• [ASSIGNMENT]:
Find the word "LineKind" in the records below. List each line containing it.

[Dataset entries]
══════════════════════════════

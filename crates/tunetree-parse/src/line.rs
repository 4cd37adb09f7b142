//! Per-line depth and name extraction.

/// Middle branch glyph.
pub const MIDDLE_BRANCH: char = '├';
/// Last branch glyph.
pub const LAST_BRANCH: char = '└';
/// Horizontal fill glyph.
pub const HORIZONTAL: char = '─';

/// How a line was recognized.
#[derive(Debug, Clone, Copy, PartialEq, Eq)]
pub enum LineKind {
    /// Regular entry introduced by a branch glyph.
    Branch,
    /// Bare `.` or `./` root marker; emits no node.
    RootMarker,
    /// No branch glyph; placed at the top level.
    Unbranched,
    /// The `N directories, M files` report that `tree` prints last.
    Summary,
}

/// A non-blank line reduced to its nesting depth and display name.
#[derive(Debug, Clone, Copy, PartialEq, Eq)]
pub struct DecodedLine<'a> {
    /// Nesting depth, 0 for top-level entries.
    pub depth: usize,
    /// Name with tree-drawing decoration stripped.
    pub name: &'a str,
    /// How the line was recognized.
    pub kind: LineKind,
}

/// Decode one line of a tree listing.
///
/// Returns `None` for blank lines. The depth is the length of everything
/// before the rightmost branch glyph, with `│` counted as a blank column,
/// divided by `indent_width`.
pub fn decode_line(line: &str, indent_width: usize) -> Option<DecodedLine<'_>> {
    let trimmed = line.trim();
    if trimmed.is_empty() {
        return None;
    }

    let Some(idx) = line.rfind([MIDDLE_BRANCH, LAST_BRANCH]) else {
        let kind = if trimmed == "." || trimmed == "./" {
            LineKind::RootMarker
        } else if is_tree_summary(trimmed) {
            LineKind::Summary
        } else {
            LineKind::Unbranched
        };
        return Some(DecodedLine {
            depth: 0,
            name: trimmed,
            kind,
        });
    };

    // Every char in the prefix is one column, `│` included.
    let columns = line[..idx].chars().count();
    let depth = columns / indent_width.max(1);

    let name = strip_branch(&line[idx..]);

    Some(DecodedLine {
        depth,
        name,
        kind: LineKind::Branch,
    })
}

/// Strip the branch glyph, the horizontal fill after it and surrounding
/// whitespace.
fn strip_branch(rest: &str) -> &str {
    rest.trim_start_matches([MIDDLE_BRANCH, LAST_BRANCH])
        .trim_start_matches(HORIZONTAL)
        .trim()
}

/// Match `tree`'s closing report: `1 directory`, `3 directories, 1 file`.
fn is_tree_summary(line: &str) -> bool {
    let mut parts = line.split(", ");
    let dirs_ok = parts
        .next()
        .is_some_and(|part| counts(part, &["directory", "directories"]));
    let files_ok = match parts.next() {
        Some(part) => counts(part, &["file", "files"]),
        None => true,
    };
    dirs_ok && files_ok && parts.next().is_none()
}

fn counts(part: &str, nouns: &[&str]) -> bool {
    part.split_once(' ').is_some_and(|(number, noun)| {
        !number.is_empty() && number.chars().all(|c| c.is_ascii_digit()) && nouns.contains(&noun)
    })
}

══════════════════════════════

• [TASK RESPONSE]:
pub enum LineKind {
    pub kind: LineKind,
            LineKind::RootMarker
            LineKind::Summary
            LineKind::Unbranched
        kind: LineKind::Branch,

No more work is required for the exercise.